OCHENTA Y SIETE

Que aquel hombre está incómodo, se ve claramente. No para; camina, se detiene, se apoya sobre un solo pie, sale corriendo; se le ve inmóvil en una esquina; se asoma a la calle siguiente, tímidamente; suspira y se apoya en la pared. En realidad, se siente extremadamente insatisfecho de su vida, pero tiene ideas muy confusas acerca de los orígenes de dicha insatisfacción.
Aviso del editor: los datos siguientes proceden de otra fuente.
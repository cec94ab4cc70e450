/*!
 * Configuration handling for ProjDump
 */

use std::path::{Path, PathBuf};

use clap::Parser;
use clap_complete::Shell;

use crate::ensure;
use crate::error::Result;
use crate::utils::{DEFAULT_EXCLUDE_FOLDERS, DEFAULT_SKIP_EXTENSIONS};

/// Command-line arguments for ProjDump
#[derive(Parser, Debug, Clone)]
#[clap(
    name = "projdump",
    version = env!("CARGO_PKG_VERSION"),
    about = "Concatenate a project's text files into one annotated snapshot file",
    long_about = "Walks a project directory and appends every surviving file's content to a \
single text file, each block prefixed with the file's path relative to the project root. \
Folders and extensions can be excluded; a leading '+' on either list merges it with the defaults."
)]
pub struct Args {
    /// Project directory to dump
    #[clap(default_value = ".")]
    pub directory_path: String,

    /// Output file name (default: project directory base name + ".txt")
    pub output_file: Option<String>,

    /// Comma-separated folder names to exclude (prefix with '+' to add to defaults)
    #[clap(long, value_delimiter = ',')]
    pub exclude_folders: Vec<String>,

    /// Comma-separated extensions to skip, '.' optional (prefix with '+' to add to defaults)
    #[clap(long, value_delimiter = ',')]
    pub skip_extensions: Vec<String>,

    /// Comma-separated substrings; if given, only folders containing one are dumped
    #[clap(long, value_delimiter = ',')]
    pub include_folders: Vec<String>,

    /// Generate shell completions
    #[clap(long = "generate", value_enum)]
    pub generate: Option<Shell>,
}

/// Application configuration
#[derive(Clone, Debug)]
pub struct Config {
    /// Project directory to dump
    pub target_dir: PathBuf,

    /// Output file path
    pub output_file: PathBuf,

    /// Folder names to exclude (segment-exact match)
    pub exclude_folders: Vec<String>,

    /// Extensions to skip, dot-prefixed
    pub skip_extensions: Vec<String>,

    /// Folder substrings to include (if empty, include all)
    pub include_folders: Vec<String>,
}

impl Config {
    /// Create configuration from command-line arguments
    pub fn from_args(args: Args) -> Self {
        let output_file = match args.output_file {
            Some(path) => PathBuf::from(path),
            None => PathBuf::from(default_output_name(&args.directory_path)),
        };

        Self {
            target_dir: PathBuf::from(args.directory_path),
            output_file,
            exclude_folders: merge_with_defaults(&args.exclude_folders, &DEFAULT_EXCLUDE_FOLDERS),
            skip_extensions: merge_with_defaults(&args.skip_extensions, &DEFAULT_SKIP_EXTENSIONS)
                .into_iter()
                .map(|ext| normalize_extension(&ext))
                .collect(),
            include_folders: args.include_folders,
        }
    }

    /// Validate the configuration
    pub fn validate(&self) -> Result<()> {
        ensure!(
            self.target_dir.exists(),
            Config,
            "Project directory not found: {}",
            self.target_dir.display()
        );
        ensure!(
            self.target_dir.is_dir(),
            Config,
            "Not a directory: {}",
            self.target_dir.display()
        );

        // Check if output file directory exists and is writable
        if let Some(parent) = self.output_file.parent() {
            ensure!(
                parent == Path::new("") || parent.exists(),
                Config,
                "Output directory not found: {}",
                parent.display()
            );
        }

        Ok(())
    }
}

/// Derive the default output file name from the project directory argument
///
/// Mirrors the directory's base name with a ".txt" suffix; falls back to
/// "project.txt" when no base name can be derived (e.g. "." or "/").
pub fn default_output_name(directory_path: &str) -> String {
    let trimmed = directory_path.trim_end_matches(['/', '\\']);
    match Path::new(trimmed).file_name() {
        Some(name) => format!("{}.txt", name.to_string_lossy()),
        None => "project.txt".to_string(),
    }
}

/// Resolve a user-supplied filter list against its defaults
///
/// An empty list yields the defaults. A list whose first entry carries a
/// leading '+' (a bare "+" or a "+name") yields the union of the defaults and
/// the user entries. Any other list replaces the defaults entirely.
pub fn merge_with_defaults(user: &[String], defaults: &[&str]) -> Vec<String> {
    let entries: Vec<&str> = user
        .iter()
        .map(|entry| entry.trim())
        .filter(|entry| !entry.is_empty())
        .collect();

    let Some(first) = entries.first() else {
        return defaults.iter().map(|s| s.to_string()).collect();
    };

    if let Some(stripped) = first.strip_prefix('+') {
        let mut merged: Vec<String> = defaults.iter().map(|s| s.to_string()).collect();
        let additions = std::iter::once(stripped)
            .chain(entries[1..].iter().copied())
            .filter(|entry| !entry.is_empty());
        for entry in additions {
            if !merged.iter().any(|existing| existing == entry) {
                merged.push(entry.to_string());
            }
        }
        merged
    } else {
        entries.into_iter().map(|s| s.to_string()).collect()
    }
}

/// Ensure an extension entry carries its leading dot
pub fn normalize_extension(ext: &str) -> String {
    let trimmed = ext.trim();
    if trimmed.starts_with('.') {
        trimmed.to_string()
    } else {
        format!(".{}", trimmed)
    }
}
/*!
 * Command-line interface for ProjDump
 */

use std::io;
use std::process;
use std::sync::Arc;
use std::time::Instant;

use clap::{CommandFactory, Parser};
use indicatif::{ProgressBar, ProgressStyle};

use projdump::config::{Args, Config};
use projdump::dumper::Dumper;
use projdump::error::Result;
use projdump::report::{DumpReport, ReportFormat, Reporter};
use projdump::utils::count_files;

fn main() {
    // Parse command line arguments
    let args = Args::parse();

    // Generate shell completions and exit if requested
    if let Some(shell) = args.generate {
        let mut cmd = Args::command();
        clap_complete::generate(shell, &mut cmd, "projdump", &mut io::stdout());
        return;
    }

    // Create configuration
    let config = Config::from_args(args);

    if let Err(e) = run(config) {
        eprintln!("{}", e);
        process::exit(1);
    }
}

fn run(config: Config) -> Result<()> {
    // Validate configuration
    config.validate()?;

    // Create progress bar
    let progress = ProgressBar::new(0);
    progress.set_style(
        ProgressStyle::default_bar()
            .template("{spinner:.green} {prefix:.bold.cyan} {wide_msg:.dim.white} {pos}/{len} ({percent}%) Elapsed: {elapsed_precise}")
            .unwrap_or_else(|_| ProgressStyle::default_bar()),
    );
    progress.enable_steady_tick(std::time::Duration::from_millis(100));
    progress.set_prefix("📊 Setup");

    progress.set_message(format!(
        "📂 Dumping directory: {}",
        config.target_dir.display()
    ));

    // Count files for progress tracking
    let total_files = match count_files(&config.target_dir) {
        Ok(count) => {
            progress.set_message(format!("🔎 Found {} files to process", count));
            count
        }
        Err(e) => {
            progress.set_message(format!("⚠️ Warning: Failed to count files: {}", e));
            0
        }
    };

    progress.set_length(total_files);
    progress.set_prefix("📊 Processing");
    progress.set_message("Starting dump...");

    // Create the dumper and run it
    let dumper = Dumper::new(config.clone(), Arc::new(progress.clone()));

    let start_time = Instant::now();
    let summary = dumper.dump()?;
    let duration = start_time.elapsed();

    // Clear the progress bar
    progress.finish_and_clear();

    // Prepare and print the run report
    let report = DumpReport {
        output_file: config.output_file.display().to_string(),
        duration,
        summary,
    };

    let reporter = Reporter::new(ReportFormat::ConsoleTable);
    reporter.print_report(&report);

    Ok(())
}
Podía ser, ha llegado a pensar, la utilización del tiempo. El tiempo no tiene reglas, y finge tenerlas. Nada tan difícil como tratar con el tiempo. Algunos días, los segundos escapan como evadidos de una clepsidra prisionera; pero frecuentemente son de desigual magnitud y al vivir tropieza con ellos continuamente. Piensa que aún le quedan años de vida, y no sabe cuántos. Manipula los botones mentales del tiempo, y he aquí que se detiene por completo; de una hora a otra pasan diez horas; los segundos son largos como una calle, y, como se sabe, la calle siempre está hecha de cuartos de hora, pero cuatro calles no hacen una hora, hacen seis días. El séptimo es una plaza, y, como la atravieses, te pierdes. Ha intentado amaestrar el futuro, y obligarle a un ritmo menos fatigoso. Ha comprado un gran reloj, para enseñar el tiempo al tiempo, pero el tiempo no se aprende a sí mismo. Si aprieta otro botón, el tiempo corre, escapa, huye. Las calles se acortan, y si no frena inmediatamente, en una semana terminará su vida y no habrá hecho nada que justifique su nacimiento. Habría que inventar un reloj capaz de capturar el tiempo y obligarlo a mantener aquel paso, siempre, todos los días, toda la vida. Pero no tardaría en hacer pedazos un reloj de tales características. Así que no puede hacer más que buscar pactos provisionales, e inciertos, ya que el tiempo no respeta los pactos, no porque sea desleal, sino porque él mismo, a su vez, es víctima del tiempo. En realidad, como el señor descontento lleva tiempo sospechando, también el tiempo está descontento consigo mismo, pero no consigue solucionar su propio malestar, porque no tiene ningún medio, que no sea él mismo, de medirse con él; el resultado es, naturalmente, inútilmente justo, y el tiempo nunca sabe si corre, si va despacio, si se detiene. Por dicho motivo el tiempo pide continuamente disculpas a todos, sin que ni siquiera sepa si es razonable pedir disculpas.